Ketua International Society of Pharmacovigilance (ISOP) Indonesia Jarir At Thobari menuturkan, salah satu kejujuran yang penting dari pasien adalah kejujuran terkait efek samping terapi yang dialami. Setiap orang bisa berisiko mengalami efek samping berbeda-beda meski menjalani terapi obat yang sama.
Oleh karena itu, pasien perlu secara aktif menyampaikan efek samping yang dirasakan saat mengonsumsi obat. Pasien harus segera menghubungi dokter rawatnya jika mengalami efek samping seperti demam tinggi dan menggigil, pendarahan dan memar tanpa sebab, reaksi alergi, sesak napas, serta diare.
Pelaporan efek samping obat ini dapat melindungi pasien dari bahaya yang tidak diinginkan.
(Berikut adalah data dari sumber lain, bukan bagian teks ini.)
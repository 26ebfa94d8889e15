#[allow(clippy::module_inception)]
mod routes;

pub use routes::{init_routes, json_config};
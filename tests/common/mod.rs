#![allow(dead_code)]

use std::io;
use std::sync::Arc;

use actix_web::web;
use async_trait::async_trait;

use mailtrack::config::{MissingContactPolicy, SentCriterion};
use mailtrack::db::Store;
use mailtrack::errors::{StoreError, StoreResult};
use mailtrack::models::contact::{Contact, ContactPatch};
use mailtrack::models::contact_filter::ContactFilter;
use mailtrack::models::tracking_event::TrackingEvent;
use mailtrack::state::app_state::AppState;
use mailtrack::utils::pixel::Pixel;

pub fn app_state(store: Arc<dyn Store>) -> web::Data<AppState> {
    app_state_with(store, MissingContactPolicy::Created, SentCriterion::MailingStage)
}

pub fn app_state_with(
    store: Arc<dyn Store>,
    missing_contact: MissingContactPolicy,
    sent_criterion: SentCriterion,
) -> web::Data<AppState> {
    web::Data::new(AppState {
        store,
        pixel: Pixel::transparent_gif(),
        missing_contact,
        sent_criterion,
    })
}

pub fn contact(name: &str, state: &str) -> Contact {
    Contact {
        id: None,
        cin: Some(format!("CIN-{}", name)),
        company_name: Some(name.to_string()),
        state: Some(state.to_string()),
        activity: Some("Manufacturing".to_string()),
        email: Some(format!("{}@example.com", name)),
        email_sent: Some(false),
        doi: Some("2019-04-01".to_string()),
        mailing_stage: None,
    }
}

/// Store whose every operation fails as if the database were down.
pub struct FailingStore;

fn offline() -> StoreError {
    StoreError::Database(mongodb::error::Error::from(io::Error::new(
        io::ErrorKind::ConnectionRefused,
        "store offline",
    )))
}

#[async_trait]
impl Store for FailingStore {
    async fn insert_event(&self, _event: &TrackingEvent) -> StoreResult<()> {
        Err(offline())
    }

    async fn find_contacts(
        &self,
        _filters: &[ContactFilter],
        _skip: u64,
        _limit: u64,
    ) -> StoreResult<Vec<Contact>> {
        Err(offline())
    }

    async fn count_contacts(&self, _filters: &[ContactFilter]) -> StoreResult<u64> {
        Err(offline())
    }

    async fn update_contact(&self, _id: &str, _patch: &ContactPatch) -> StoreResult<u64> {
        Err(offline())
    }

    async fn ping(&self) -> StoreResult<()> {
        Err(offline())
    }
}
Dokter pun bisa memberikan pengobatan lain yang lebih tepat untuk diterima pasien.
Pelaporan efek samping obat ini dapat melindungi pasien dari bahaya yang tidak diinginkan.
Mengutip data di Inggris, Jarir menyampaikan, efek samping obat yang tidak segera ditangani mengakibatkan sekitar 250.000 orang harus menjalani rawat inap. Bahkan, data di Amerika Serikat menyebutkan, efek samping obat ini berimplikasi pada 7.000 kematian penduduk setiap tahun.
”Pelaporan efek samping obat dari pasien sangat penting untuk mengetahui risiko dan keamanan obat pascapemasaran pada populasi di Indonesia. Penyakit yang sama dengan obat yang sama bisa memberikan efek yang berbeda pada pasien, baik terhadap khasiat maupun efek sampingnya,” ujarnya.